Activity:
Exactly as written, transcribe the lines that run from the one containing "let url = self.endpoint(api_key)?;" to the end of the records below.

Excerpted data:
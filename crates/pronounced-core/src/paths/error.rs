//! Errors from locating or preparing the data directory.

use std::io;
use std::path::PathBuf;

use thiserror::Error;

#[derive(Debug, Error)]
pub enum PathError {
    /// The platform reports no local data directory and no override is set.
    #[error("Cannot determine a data directory; set PRONOUNCED_DATA_DIR")]
    NoDataDir,

    #[error("Cannot create directory {}: {source}", path.display())]
    CreateDir {
        path: PathBuf,
        #[source]
        source: io::Error,
    },

    #[error("Cannot update {}: {source}", path.display())]
    EnvFile {
        path: PathBuf,
        #[source]
        source: io::Error,
    },
}

impl PathError {
    pub(crate) fn create_dir(path: &std::path::Path) -> impl FnOnce(io::Error) -> Self + '_ {
        move |source| Self::CreateDir {
            path: path.to_path_buf(),
            source,
        }
    }

    pub(crate) fn env_file(path: &std::path::Path) -> impl FnOnce(io::Error) -> Self + '_ {
        move |source| Self::EnvFile {
            path: path.to_path_buf(),
            source,
        }
    }
}
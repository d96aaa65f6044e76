//! Table formatting utilities for CLI output.

/// Truncates a string to at most `max_len` characters, adding "..." if needed.
///
/// # Examples
///
/// ```rust
/// use pronounced_cli::presentation::truncate_string;
///
/// assert_eq!(truncate_string("Hello", 10), "Hello");
/// assert_eq!(truncate_string("Hello World", 8), "Hello...");
/// assert_eq!(truncate_string("café au lait", 7), "café...");
/// ```
pub fn truncate_string(s: &str, max_len: usize) -> String {
    if s.chars().count() <= max_len {
        s.to_string()
    } else {
        let kept: String = s.chars().take(max_len.saturating_sub(3)).collect();
        format!("{kept}...")
    }
}

/// Print a horizontal separator line.
pub fn print_separator(width: usize) {
    println!("{}", "-".repeat(width));
}

/// Format an optional value for table display, returning a default if None.
pub fn format_optional<T: std::fmt::Display>(value: Option<&T>, default: &str) -> String {
    value.map_or_else(|| default.to_string(), ToString::to_string)
}
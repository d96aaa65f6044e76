//! Sentence generator port.

use async_trait::async_trait;
use thiserror::Error;

/// Errors surfaced by sentence generation.
///
/// Backend faults of any kind collapse into `GenerationFailed`; adapters log
/// the underlying cause before returning it.
#[derive(Debug, Clone, PartialEq, Eq, Error)]
pub enum SentenceError {
    /// The word was empty after trimming.
    #[error("Please enter a word first")]
    EmptyWord,

    /// The generator could not produce a sentence.
    #[error("Failed to generate sentence")]
    GenerationFailed,
}

/// Produces an example sentence for a word.
#[cfg_attr(test, mockall::automock)]
#[async_trait]
pub trait SentenceGeneratorPort: Send + Sync {
    /// Generate one short example sentence using `word`.
    ///
    /// `word` is already trimmed and non-empty.
    async fn generate(&self, word: &str) -> Result<String, SentenceError>;
}
#![doc = include_str!(concat!(env!("OUT_DIR"), "/README_GENERATED.md"))]
#![deny(unused_crate_dependencies)]

pub mod domain;
pub mod paths;
pub mod ports;
pub mod services;
pub mod settings;

// Re-export commonly used types for convenience
pub use domain::{NewWord, User, Word, WordId, WordUpdate, filter_words, practice_order};
pub use ports::{
    AuthProvider, CompletionCallback, CoreError, Repos, RepositoryError, SentenceError,
    SentenceGeneratorPort, SettingsRepository, SpeechBackend, SpeechOutcome, Utterance,
    WordRepository,
};
pub use services::{AppCore, AuthService, SentenceService, SettingsService, WordService};
pub use settings::{
    DEFAULT_SENTENCE_MODEL, DEFAULT_SPEECH_RATE, MAX_SPEECH_RATE, MIN_SPEECH_RATE,
    SPEECH_RATE_PRESETS, Settings, SettingsError, SettingsUpdate, validate_settings,
    validate_speech_rate,
};

// Re-export path utilities
pub use paths::{
    DATA_DIR_ENV, PathError, ResolvedPaths, data_root, database_path, env_file_path,
    persist_env_value,
};

//! List command handler.
//!
//! Displays the signed-in user's words in practice order.

use anyhow::Result;
use pronounced_core::{Word, WordService};

use crate::bootstrap::CliContext;
use crate::presentation::print_word_table;

/// Practice order, then the optional search filter.
fn select(words: Vec<Word>, search: Option<&str>) -> Vec<Word> {
    let ordered = WordService::practice_order(words);
    match search {
        Some(query) => WordService::search(&ordered, query),
        None => ordered,
    }
}

/// Execute the list command.
pub async fn execute(ctx: &CliContext, search: Option<&str>, json: bool) -> Result<()> {
    let words = ctx.app().words().list().await?;
    let total = words.len();
    let shown = select(words, search);

    if json {
        println!("{}", serde_json::to_string_pretty(&shown)?);
        return Ok(());
    }

    if total == 0 {
        println!("No words yet.");
        println!("Use 'pronounced add <word>' to add your first word.");
        return Ok(());
    }
    if shown.is_empty() {
        println!("No words match '{}'.", search.unwrap_or_default());
        return Ok(());
    }

    if shown.len() == total {
        println!("{total} word(s):\n");
    } else {
        println!("{} of {total} word(s) match:\n", shown.len());
    }
    print_word_table(&shown);
    Ok(())
}
//! Core domain types.
//!
//! These types represent the pure domain model, independent of any
//! infrastructure concerns (database, HTTP, audio).
//!
//! # Structure
//!
//! - `word` - Vocabulary entries and their ordering/filtering rules
//! - `user` - The authenticated identity words belong to

mod user;
pub mod word;

pub use user::User;
pub use word::{NewWord, Word, WordId, WordUpdate, filter_words, practice_order};
//! Command handlers that delegate to `AppCore`.
//!
//! Handlers follow the canonical pattern:
//! - Signature: `pub async fn execute(ctx: &CliContext, ...) -> Result<()>`
//! - Thin wrappers that:
//!   1. Parse/validate CLI-specific input
//!   2. Call `AppCore` methods or the playback controller
//!   3. Format output for the terminal
//!
//! Handlers should NOT access repositories directly or contain business logic.

pub mod add;
pub mod auth;
pub mod config;
pub mod edit;
pub mod favorite;
pub mod generate;
pub mod list;
pub mod paths;
pub mod playback;
pub mod remove;
//! Gemini client for example-sentence generation.

use url::Url;

use crate::config::{API_KEY_ENV, GeminiConfig};
use crate::error::{GeminiError, GeminiResult};
use crate::http::{HttpBackend, ReqwestBackend};
use crate::models::{GenerateContentRequest, GenerateContentResponse};
use crate::prompt::sentence_prompt;

/// Default Gemini client using the reqwest HTTP backend.
pub type DefaultGeminiClient = GeminiClient<ReqwestBackend>;

/// Client for the Gemini `generateContent` endpoint.
///
/// Generic over the HTTP backend so tests can inject a fake. Use
/// [`DefaultGeminiClient`] in production code.
pub struct GeminiClient<B: HttpBackend> {
    pub(crate) backend: B,
    pub(crate) config: GeminiConfig,
}

impl DefaultGeminiClient {
    /// Create a new client with the given configuration.
    ///
    /// A missing API key is not an error here: it is logged once and every
    /// later request fails.
    pub fn new(config: &GeminiConfig) -> GeminiResult<Self> {
        let backend = ReqwestBackend::new(config.timeout)?;
        Ok(Self::with_backend(config.clone(), backend))
    }
}

impl<B: HttpBackend> GeminiClient<B> {
    pub(crate) fn with_backend(config: GeminiConfig, backend: B) -> Self {
        if !config.has_api_key() {
            tracing::warn!(
                "Gemini API key is not set. Set {API_KEY_ENV} in your environment or .env file."
            );
        }
        Self { backend, config }
    }

    pub fn config(&self) -> &GeminiConfig {
        &self.config
    }

    /// `{base}/models/{model}:generateContent?key={key}`
    fn endpoint(&self, api_key: &str) -> GeminiResult<Url> {
        let base = self.config.base_url.trim_end_matches('/');
        let mut url = Url::parse(&format!(
            "{base}/models/{}:generateContent",
            self.config.model
        ))?;
        url.query_pairs_mut().append_pair("key", api_key);
        Ok(url)
    }

    /// Ask the model for one practice sentence using `word`.
    pub async fn generate_sentence(&self, word: &str) -> GeminiResult<String> {
        let api_key = self
            .config
            .api_key
            .as_deref()
            .ok_or(GeminiError::MissingApiKey)?;
        let url = self.endpoint(api_key)?;
        let request = GenerateContentRequest::from_prompt(sentence_prompt(word));

        tracing::debug!(%word, model = %self.config.model, "Requesting example sentence");
        let response: GenerateContentResponse = self.backend.post_json(&url, &request).await?;

        response.text().ok_or_else(|| GeminiError::InvalidResponse {
            message: format!(
                "no sentence in response (finish reason: {})",
                response.finish_reason().unwrap_or("none")
            ),
        })
    }
}
//! Terminal helpers shared by handlers.

pub mod input;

Result for this task:
        let url = self.endpoint(api_key)?;
        let request = GenerateContentRequest::from_prompt(sentence_prompt(word));

        tracing::debug!(%word, model = %self.config.model, "Requesting example sentence");
        let response: GenerateContentResponse = self.backend.post_json(&url, &request).await?;

        response.text().ok_or_else(|| GeminiError::InvalidResponse {
            message: format!(
                "no sentence in response (finish reason: {})",
                response.finish_reason().unwrap_or("none")
            ),
        })
    }
}
//! Terminal helpers shared by handlers.

pub mod input;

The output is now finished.